A complexidade em torno das epidemias de dengue, zika e chikungunya requer esforços do campo da ciência, além de ações do poder público, da sociedade civil e individuais a fim de aprimorar as ações de prevenção e combate. O governo brasileiro, por sua vez, trata como prioridade o investimento em novas tecnologias que contribuam para a investigação do vírus zika, mas até que ponto a eticidade dos projetos de pesquisa, especificamente em grávidas (um dos principais focos de preocupação), é discutida ou até mesmo considerada? É aceitável que se façam pesquisas sem os níveis primordiais de segurança? É a respeito desse tema que o Centro de Estudos Miguel Murat de Vasconcelos se debruçará na próxima segunda-feira (4/4), ocasião em que receberá o coordenador da Comissão Nacional de Ética em Pesquisa (Conep), Jorge Venâncio, e a pesquisadora da Universidade de Brasília Débora Diniz para o debate Zika: a ética em pesquisas e em questões de gênero. O Ceensp, coordenado pelo pesquisador da ENSP Sergio Rego, está marcado para as 14 horas, no auditório térreo da ENSP.
Na opinião do coordenador da atividade, o tema do Centro de Estudos destaca dois campos absolutamente cruciais nesse contexto de epidemia do zika vírus. O primeiro deles diz respeito às pesquisas em desenvolvimento. “Os estudos que precisam e vão ser feitos demandarão respostas e análises do nosso sistema de avaliação ética das pesquisas com humanos. Que pesquisas são entendidas como razoáveis para serem feitas? Onde deve ser a alocação prioritária de recursos em pesquisa? Como o sistema de avaliação ética se comportará frente a essa situação de emergência sanitária?”, questionou.

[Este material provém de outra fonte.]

use crate::domain::listing::{Listing, NewListing};
use crate::transport::http::handlers::common::require_identity;
use crate::transport::http::types::{json_422, ApiResponse, AppState};
use axum::extract::rejection::JsonRejection;
use axum::extract::State;
use axum::http::{HeaderMap, StatusCode};
use axum::response::IntoResponse;
use axum::Json;

#[utoipa::path(
    get,
    path = "/api/listings",
    responses(
        (status = 200, description = "All listings, newest first", body = Vec<Listing>),
        (status = 500, description = "Internal server error", body = ApiResponse)
    )
)]
pub async fn list_listings_handler(State(state): State<AppState>) -> impl IntoResponse {
    match state.store.list_listings().await {
        Ok(listings) => (StatusCode::OK, Json(listings)).into_response(),
        Err(e) => {
            log::error!("Failed to fetch listings: {}", e);
            (
                StatusCode::INTERNAL_SERVER_ERROR,
                Json(ApiResponse::error("Failed to fetch listings")),
            )
                .into_response()
        }
    }
}

#[utoipa::path(
    post,
    path = "/api/listings",
    request_body = NewListing,
    params(
        ("x-user-id" = String, Header, description = "Authenticated user id"),
        ("x-user-email" = String, Header, description = "Authenticated user email"),
        ("x-user-name" = String, Header, description = "Authenticated user display name"),
        ("x-user-photo" = Option<String>, Header, description = "Authenticated user photo URL")
    ),
    responses(
        (status = 201, description = "Listing created", body = Listing),
        (status = 400, description = "Missing required fields", body = ApiResponse),
        (status = 401, description = "User not authenticated", body = ApiResponse),
        (status = 422, description = "Unprocessable entity (invalid JSON body)", body = ApiResponse),
        (status = 500, description = "Internal server error", body = ApiResponse)
    )
)]
pub async fn create_listing_handler(
    State(state): State<AppState>,
    headers: HeaderMap,
    request: Result<Json<NewListing>, JsonRejection>,
) -> impl IntoResponse {
    let user = match require_identity(&headers) {
        Ok(u) => u,
        Err(resp) => return resp.into_response(),
    };

    let Json(request) = match request {
        Ok(v) => v,
        Err(e) => {
            return json_422(
                e,
                "{\"bggId\", \"gameName\", \"condition\", \"price\", \"notes\"?}",
            )
            .into_response();
        }
    };

    let listing = match request.validate() {
        Ok(l) => l,
        Err(msg) => {
            return (StatusCode::BAD_REQUEST, Json(ApiResponse::error(msg))).into_response();
        }
    };

    if let Err(e) = state.store.upsert_user(&user).await {
        log::error!("Failed to record user {}: {}", user.id, e);
        return (
            StatusCode::INTERNAL_SERVER_ERROR,
            Json(ApiResponse::error("Failed to create listing")),
        )
            .into_response();
    }

    match state.store.create_listing(&user.id, &listing).await {
        Ok(created) => {
            log::info!(
                "Listing {} created by {} for catalog item {}",
                created.id,
                user.id,
                created.bgg_id
            );
            (StatusCode::CREATED, Json(created)).into_response()
        }
        Err(e) => {
            log::error!("Failed to create listing: {}", e);
            (
                StatusCode::INTERNAL_SERVER_ERROR,
                Json(ApiResponse::error("Failed to create listing")),
            )
                .into_response()
        }
    }
}
// src/bin/api_server.rs

use axum::http::HeaderValue;
use boardgame_swap::infra::config;
use boardgame_swap::transport;
use boardgame_swap::{BggClient, CatalogConfig, CatalogSearch, DatabaseService};
use std::sync::Arc;
use tower_http::cors::{Any, CorsLayer};
use utoipa::OpenApi;
use utoipa_swagger_ui::SwaggerUi;

#[tokio::main]
async fn main() -> Result<(), Box<dyn std::error::Error>> {
    dotenv::dotenv().ok();
    env_logger::Builder::from_env(env_logger::Env::default().default_filter_or("info")).init();

    // --- Catalog Client Initialization ---
    let catalog_config = CatalogConfig::from_env();
    log::info!(
        "Catalog provider: {} (timeout {}s, token {})",
        catalog_config.base_url,
        catalog_config.timeout.as_secs(),
        if catalog_config.api_token.is_some() { "set" } else { "not set" }
    );
    let catalog = CatalogSearch::new(Arc::new(BggClient::new(catalog_config)?));

    // --- Service Initialization ---
    log::info!("Initializing DatabaseService...");
    let db_service = DatabaseService::new().await?;
    log::info!("DatabaseService initialized successfully.");

    let app_state = transport::http::AppState {
        catalog,
        store: Arc::new(db_service),
    };

    // --- API Server Initialization ---
    let cors = match config::cors_origin() {
        Some(origin) => CorsLayer::new()
            .allow_origin(HeaderValue::from_str(&origin)?)
            .allow_methods(Any)
            .allow_headers(Any),
        None => CorsLayer::new().allow_origin(Any).allow_methods(Any).allow_headers(Any),
    };
    let app = transport::http::create_router(app_state)
        .merge(
            SwaggerUi::new("/swagger-ui")
                .url("/api-docs/openapi.json", transport::http::ApiDoc::openapi()),
        )
        .layer(cors);

    let bind_addr = config::bind_addr();
    let listener = tokio::net::TcpListener::bind(&bind_addr).await?;
    log::info!("API server listening on http://{}", bind_addr);
    log::info!("Swagger UI available at http://{}/swagger-ui", bind_addr);

    tokio::select! {
        result = axum::serve(listener, app) => {
            result?;
        }
        _ = tokio::signal::ctrl_c() => {
            log::info!("Shutdown signal received (Ctrl+C), stopping.");
        }
    }

    Ok(())
}
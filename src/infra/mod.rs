pub mod bgg;
pub mod config;
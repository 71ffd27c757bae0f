use crate::domain::catalog::CatalogSearch;
use crate::domain::listing::ListingStore;
use axum::extract::rejection::JsonRejection;
use axum::http::StatusCode;
use axum::Json;
use serde::{Deserialize, Serialize};
use serde_json::Value as JsonValue;
use std::sync::Arc;
use utoipa::{IntoParams, ToSchema};

#[derive(Clone)]
pub struct AppState {
    pub catalog: CatalogSearch,
    pub store: Arc<dyn ListingStore>,
}

#[derive(Serialize, Deserialize, Debug, ToSchema)]
pub struct ApiResponse {
    pub success: bool,
    #[serde(default, skip_serializing_if = "Option::is_none")]
    #[schema(value_type = Object)]
    pub data: Option<JsonValue>,
    #[serde(default, skip_serializing_if = "Option::is_none")]
    pub error: Option<String>,
}

impl ApiResponse {
    pub fn error(message: impl Into<String>) -> Self {
        Self {
            success: false,
            data: None,
            error: Some(message.into()),
        }
    }
}

#[derive(Deserialize, Debug, IntoParams)]
#[into_params(parameter_in = Query)]
pub struct SearchParams {
    /// Free-text game name to look up in the catalog.
    #[serde(default)]
    pub query: Option<String>,
}

/// Request headers carrying the identity established by the fronting auth layer.
pub const USER_ID_HEADER: &str = "x-user-id";
pub const USER_EMAIL_HEADER: &str = "x-user-email";
pub const USER_NAME_HEADER: &str = "x-user-name";
pub const USER_PHOTO_HEADER: &str = "x-user-photo";

pub fn json_422(err: JsonRejection, expected: &str) -> (StatusCode, Json<ApiResponse>) {
    (
        StatusCode::UNPROCESSABLE_ENTITY,
        Json(ApiResponse::error(format!(
            "Invalid JSON body: {} (expected: {})",
            err, expected
        ))),
    )
}
//! Shared fixtures: a fake catalog provider and an in-memory listing store.

#![allow(dead_code)]

use async_trait::async_trait;
use axum::extract::{Query, State};
use axum::http::StatusCode;
use axum::response::IntoResponse;
use axum::routing::get;
use axum::Router;
use boardgame_swap::domain::listing::{Listing, ListingStore, SellerSummary, User, ValidListing};
use boardgame_swap::{transport, BggClient, CatalogConfig, CatalogSearch};
use std::collections::HashMap;
use std::sync::atomic::{AtomicBool, AtomicUsize, Ordering};
use std::sync::{Arc, Mutex};
use std::time::Duration;

/// Stand-in for the catalog provider's `/search` and `/thing` endpoints.
pub struct FakeCatalog {
    pub search_xml: String,
    pub thing_xml: String,
    pub search_status: StatusCode,
    pub thing_status: StatusCode,
    pub delay: Option<Duration>,
    pub search_calls: AtomicUsize,
    pub thing_calls: AtomicUsize,
    pub search_params: Mutex<HashMap<String, String>>,
    pub thing_params: Mutex<HashMap<String, String>>,
}

impl FakeCatalog {
    pub fn new(search_xml: impl Into<String>, thing_xml: impl Into<String>) -> Self {
        Self {
            search_xml: search_xml.into(),
            thing_xml: thing_xml.into(),
            search_status: StatusCode::OK,
            thing_status: StatusCode::OK,
            delay: None,
            search_calls: AtomicUsize::new(0),
            thing_calls: AtomicUsize::new(0),
            search_params: Mutex::new(HashMap::new()),
            thing_params: Mutex::new(HashMap::new()),
        }
    }

    pub fn search_calls(&self) -> usize {
        self.search_calls.load(Ordering::SeqCst)
    }

    pub fn thing_calls(&self) -> usize {
        self.thing_calls.load(Ordering::SeqCst)
    }

    pub fn search_param(&self, key: &str) -> Option<String> {
        self.search_params.lock().unwrap().get(key).cloned()
    }

    pub fn thing_param(&self, key: &str) -> Option<String> {
        self.thing_params.lock().unwrap().get(key).cloned()
    }

    /// Ids the detail endpoint was asked for, in request order.
    pub fn requested_ids(&self) -> Vec<String> {
        self.thing_param("id")
            .map(|ids| ids.split(',').map(str::to_string).collect())
            .unwrap_or_default()
    }
}

async fn fake_search(
    State(fake): State<Arc<FakeCatalog>>,
    Query(params): Query<HashMap<String, String>>,
) -> impl IntoResponse {
    fake.search_calls.fetch_add(1, Ordering::SeqCst);
    *fake.search_params.lock().unwrap() = params;
    if let Some(delay) = fake.delay {
        tokio::time::sleep(delay).await;
    }
    (fake.search_status, fake.search_xml.clone())
}

async fn fake_thing(
    State(fake): State<Arc<FakeCatalog>>,
    Query(params): Query<HashMap<String, String>>,
) -> impl IntoResponse {
    fake.thing_calls.fetch_add(1, Ordering::SeqCst);
    *fake.thing_params.lock().unwrap() = params;
    (fake.thing_status, fake.thing_xml.clone())
}

/// Serves `router` on an ephemeral port and returns its base URL.
pub async fn spawn(router: Router) -> String {
    let listener = tokio::net::TcpListener::bind("127.0.0.1:0").await.unwrap();
    let port = listener.local_addr().unwrap().port();
    tokio::spawn(async move {
        axum::serve(listener, router).await.unwrap();
    });
    format!("http://127.0.0.1:{}", port)
}

pub async fn spawn_catalog(fake: Arc<FakeCatalog>) -> String {
    let router = Router::new()
        .route("/search", get(fake_search))
        .route("/thing", get(fake_thing))
        .with_state(fake);
    spawn(router).await
}

pub fn catalog_search(base_url: &str, timeout: Duration) -> CatalogSearch {
    let client = BggClient::new(CatalogConfig {
        base_url: base_url.to_string(),
        timeout,
        api_token: None,
    })
    .unwrap();
    CatalogSearch::new(Arc::new(client))
}

/// Starts the API against the given fake catalog and store, returning its base URL.
pub async fn spawn_app(fake: Arc<FakeCatalog>, store: Arc<dyn ListingStore>) -> String {
    let catalog_url = spawn_catalog(fake).await;
    let app_state = transport::http::AppState {
        catalog: catalog_search(&catalog_url, Duration::from_secs(5)),
        store,
    };
    spawn(transport::http::create_router(app_state)).await
}

/// Search response listing `ids` in order.
pub fn search_xml(ids: &[&str]) -> String {
    let items: String = ids
        .iter()
        .map(|id| {
            format!(
                r#"<item type="boardgame" id="{id}"><name type="primary" value="Game {id}"/></item>"#
            )
        })
        .collect();
    format!(
        r#"<?xml version="1.0" encoding="utf-8"?><items total="{}" termsofuse="https://boardgamegeek.com/xmlapi/termsofuse">{}</items>"#,
        ids.len(),
        items
    )
}

#[derive(Default)]
pub struct MemoryListingStore {
    pub users: Mutex<Vec<User>>,
    pub listings: Mutex<Vec<Listing>>,
    pub unhealthy: AtomicBool,
}

#[async_trait]
impl ListingStore for MemoryListingStore {
    async fn ping(&self) -> anyhow::Result<()> {
        if self.unhealthy.load(Ordering::SeqCst) {
            anyhow::bail!("connection refused");
        }
        Ok(())
    }

    async fn upsert_user(&self, user: &User) -> anyhow::Result<()> {
        let mut users = self.users.lock().unwrap();
        match users.iter_mut().find(|u| u.id == user.id) {
            Some(existing) => *existing = user.clone(),
            None => users.push(user.clone()),
        }
        Ok(())
    }

    async fn create_listing(&self, seller_id: &str, listing: &ValidListing) -> anyhow::Result<Listing> {
        let mut listings = self.listings.lock().unwrap();
        let created = Listing {
            id: listings.len() as i64 + 1,
            bgg_id: listing.bgg_id.clone(),
            game_name: listing.game_name.clone(),
            condition: listing.condition.clone(),
            price: listing.price,
            notes: listing.notes.clone(),
            seller_id: seller_id.to_string(),
            created_at: chrono::Utc::now(),
            seller: None,
        };
        listings.push(created.clone());
        Ok(created)
    }

    async fn list_listings(&self) -> anyhow::Result<Vec<Listing>> {
        let users = self.users.lock().unwrap();
        let listings = self.listings.lock().unwrap();
        Ok(listings
            .iter()
            .rev()
            .map(|l| {
                let mut l = l.clone();
                l.seller = users.iter().find(|u| u.id == l.seller_id).map(|u| SellerSummary {
                    name: u.name.clone(),
                    photo: u.photo.clone(),
                });
                l
            })
            .collect())
    }
}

Para ilustrar a importância desse assunto, mencionou os estudos em mulheres grávidas. “Em geral, só fazemos pesquisas clínicas em grávidas depois de se confirmar a segurança dos produtos em não grávidas. Logo, é aceitável que se faça pesquisas em grávidas, um de nossos principais focos de preocupação nessa epidemia, antes de se ter segurança? Que participantes devem ter prioridade para o atendimento?”

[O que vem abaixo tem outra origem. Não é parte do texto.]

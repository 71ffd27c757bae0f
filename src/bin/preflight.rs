use std::sync::Arc;

use boardgame_swap::infra::config;
use boardgame_swap::{BggClient, CatalogConfig, CatalogSearch, DatabaseService, ListingStore};

fn usage_and_exit() -> ! {
    eprintln!(
        "Usage: cargo run --bin preflight -- [--skip-db] [--query <text>]\n\
         \n\
         Requires env vars:\n\
           DATABASE_URL (unless --skip-db)\n\
         Optional:\n\
           BGG_API_BASE_URL, BGG_API_TOKEN, CATALOG_TIMEOUT_SECS, BIND_ADDR, CORS_ORIGIN\n"
    );
    std::process::exit(2);
}

#[tokio::main]
async fn main() -> anyhow::Result<()> {
    dotenv::dotenv().ok();

    let args: Vec<String> = std::env::args().skip(1).collect();
    if args.iter().any(|a| a == "-h" || a == "--help") {
        usage_and_exit();
    }

    let skip_db = args.iter().any(|a| a == "--skip-db");
    let probe_query = match args.iter().position(|a| a == "--query") {
        Some(i) => match args.get(i + 1) {
            Some(q) => q.clone(),
            None => usage_and_exit(),
        },
        None => "Catan".to_string(),
    };

    let catalog_config = CatalogConfig::from_env();

    println!("> Preflight:");
    println!("  BIND_ADDR={}", config::bind_addr());
    println!("  BGG_API_BASE_URL={}", catalog_config.base_url);
    println!("  CATALOG_TIMEOUT_SECS={}", catalog_config.timeout.as_secs());
    println!(
        "  BGG_API_TOKEN={}",
        if catalog_config.api_token.is_some() { "<set>" } else { "<not set>" }
    );
    println!(
        "  CORS_ORIGIN={}",
        config::cors_origin().unwrap_or_else(|| "<any>".to_string())
    );

    // Database reachability + schema creation
    if skip_db {
        println!("  Skipping database check.");
    } else {
        let db_service = DatabaseService::new().await?;
        db_service.ping().await?;
        let listings = db_service.list_listings().await?;
        println!("  Database reachable, {} listing(s) stored.", listings.len());
    }

    // Catalog round-trip through the same pipeline the API uses
    let catalog = CatalogSearch::new(Arc::new(BggClient::new(catalog_config)?));
    let results = catalog
        .search(&probe_query)
        .await
        .map_err(|e| anyhow::anyhow!("Catalog search for '{}' failed: {}", probe_query, e))?;
    println!("  Catalog search '{}' returned {} result(s).", probe_query, results.len());
    if let Some(top) = results.first() {
        println!(
            "  Top result: {} ({}) rank={}",
            top.name,
            top.id,
            top.rank.map(|r| r.to_string()).unwrap_or_else(|| "unranked".to_string())
        );
    }

    println!("> Preflight OK.");
    Ok(())
}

Ainda no entendimento do pesquisador, as questões de gênero também são indispensáveis no atual contexto. “A microcefalia em fetos só é diagnosticada de forma tardia, e decisões sobre interrupção da gravidez devem ser tomadas precocemente. Em uma sociedade que mal cuida de seus indivíduos com deficiências, como se pode esperar uma atenção razoável aos futuros sujeitos com deficiências que estão nascendo no contexto da epidemia?” O coordenador na ENSP do Programa de Pós-Graduação em Bioética, Ética Aplicada e Saúde Coletiva lembra o caso das mulheres que estão sendo abandonadas pelos pais das crianças com lesões justamente por não desejarem viver com as dificuldades adicionais decorrentes das anomalias. “É razoável que seja atribuída a responsabilidade e o ônus futuro às mulheres sem que tenham a oportunidade de decidir se querem ou não esse futuro? Que desafios a epidemia de zika traz para as políticas relacionadas com o gênero? O debate é fundamental. Participe também. Apresente seus argumentos e compareça”, convidou.
Ceensp
O Centro de Estudos Miguel Murat de Vasconcellos retomou suas atividades em 2016 debatendo o Estado da arte sobre a epidemia do Zika vírus: o que já sabemos e o que ainda precisamos saber, com participação do diretor da Fiocruz Mato Grosso do Sul, Rivaldo Venâncio da Cunha, da pesquisadora do Instituto Fernandes Figueira (IFF/Fiocruz) Maria Elizabeth Lopes Moreira e da pesquisadora do Instituto Oswaldo Cruz (IOC/Fiocruz) Patricia Carvalho de Serqueira. Na opinião da vice-diretora de Pesquisa e Inovação da ENSP, Sheila Mendonça, abordar o tema novamente reforça a mobilização da Escola diante da complexidade da epidemia.
“A realização de mais uma atividade demonstra a priorização do tema da epidemia de zika na Escola, com envolvimento crescente dos pesquisadores em projetos epidemiológicos, de vigilância e determinantes sociais relacionados ao agravo das infecções associadas à doença. É importante destacar que todos os departamentos estão envolvidos em trabalhos de diferentes temas e formas. Essa mobilização deverá contribuir de forma efetiva para avançarmos no combate, prevenção de doenças e obtenção de melhores resultados”, pontuou.